• _EXERCISE BRIEF_:
Would you copy each line of the data below that has "ChannelSink"?

• _SOURCE RECORDS_:
[Start of section]
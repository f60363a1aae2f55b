//! Axis calibration for motor-encoder flight controls
//!
//! Turns raw, sign-ambiguous encoder extremes into a usable direction and
//! travel range per axis, decodes raw ticks into percentages, and tracks the
//! setup sequence that decides which calibration step is legal next.

#![deny(unsafe_op_in_unsafe_fn)]
#![deny(clippy::unwrap_used)]

pub mod decoder;
pub mod state;
pub mod types;

pub use decoder::*;
pub use state::*;
pub use types::*;

use thiserror::Error;

#[derive(Error, Debug, Clone, PartialEq, Eq)]
pub enum StateError {
    #[error("Cannot {step} while {from}")]
    IllegalTransition {
        from: SessionState,
        step: CalibrationStep,
    },
}

pub type CalibrationResult<T> = Result<T, StateError>;

#[cfg(test)]
mod tests {
    use super::*;

    #[test]
    fn test_error_types() {
        let err = StateError::IllegalTransition {
            from: SessionState::Idle,
            step: CalibrationStep::CalibrateForward,
        };
        assert_eq!(format!("{}", err), "Cannot calibrate forward while idle");
    }
}
//! Downstream consumers of axis changes

use crossbeam::channel::{Receiver, Sender, TrySendError, bounded};
use nxt_throttle_calibration::AxisId;
use serde::Serialize;
use tracing::trace;

/// One changed axis reading.
#[derive(Debug, Clone, Copy, PartialEq, Serialize)]
pub struct AxisUpdate {
    pub axis: AxisId,
    pub raw_ticks: i32,
    pub percent: f64,
}

/// Receives axis percentages whenever they change.
///
/// Called from the requester thread; implementations must not block for long.
pub trait AxisSink: Send + Sync {
    fn publish(&self, update: &AxisUpdate);
}

impl<F> AxisSink for F
where
    F: Fn(&AxisUpdate) + Send + Sync,
{
    fn publish(&self, update: &AxisUpdate) {
        self(update)
    }
}

/// Discards every update. Consumers poll `Session::axis_percent` instead.
#[derive(Debug, Default, Clone, Copy)]
pub struct NullSink;

impl AxisSink for NullSink {
    fn publish(&self, _update: &AxisUpdate) {}
}

/// Forwards updates over a bounded crossbeam channel, dropping updates when
/// the consumer falls behind.
#[derive(Debug, Clone)]
pub struct ChannelSink {
    sender: Sender<AxisUpdate>,
}

impl ChannelSink {
    pub fn bounded(capacity: usize) -> (Self, Receiver<AxisUpdate>) {
        let (sender, receiver) = bounded(capacity);
        (Self { sender }, receiver)
    }
}

impl AxisSink for ChannelSink {
    fn publish(&self, update: &AxisUpdate) {
        match self.sender.try_send(*update) {
            Ok(()) => {}
            Err(TrySendError::Full(dropped)) => {
                trace!(axis = %dropped.axis, "axis sink full, update dropped");
            }
            Err(TrySendError::Disconnected(_)) => {}
        }
    }
}

#[cfg(test)]
mod tests {
    use super::*;

    fn update(percent: f64) -> AxisUpdate {
        AxisUpdate {
            axis: AxisId::Throttle,
            raw_ticks: 10,
            percent,
        }
    }

    #[test]
    fn test_channel_sink_delivers() {
        let (sink, rx) = ChannelSink::bounded(4);
        sink.publish(&update(12.5));
        assert_eq!(rx.try_recv().ok(), Some(update(12.5)));
    }

    #[test]
    fn test_channel_sink_drops_when_full() {
        let (sink, rx) = ChannelSink::bounded(1);
        sink.publish(&update(1.0));
        sink.publish(&update(2.0));
        assert_eq!(rx.len(), 1);
        assert_eq!(rx.try_recv().ok(), Some(update(1.0)));
    }

    #[test]
    fn test_closure_sink() {
        let seen = std::sync::Arc::new(parking_lot::Mutex::new(Vec::new()));
        let captured = std::sync::Arc::clone(&seen);
        let sink = move |u: &AxisUpdate| captured.lock().push(u.percent);
        sink.publish(&update(50.0));
        assert_eq!(*seen.lock(), vec![50.0]);
    }

    #[test]
    fn test_update_serializes_snake_case_axis() -> Result<(), serde_json::Error> {
        let json = serde_json::to_string(&update(50.0))?;
        assert_eq!(json, r#"{"axis":"throttle","raw_ticks":10,"percent":50.0}"#);
        Ok(())
    }
}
[End of section]
• _WRITTEN ANSWER_:
pub struct ChannelSink {
impl ChannelSink {
impl AxisSink for ChannelSink {
        let (sink, rx) = ChannelSink::bounded(4);
        let (sink, rx) = ChannelSink::bounded(1);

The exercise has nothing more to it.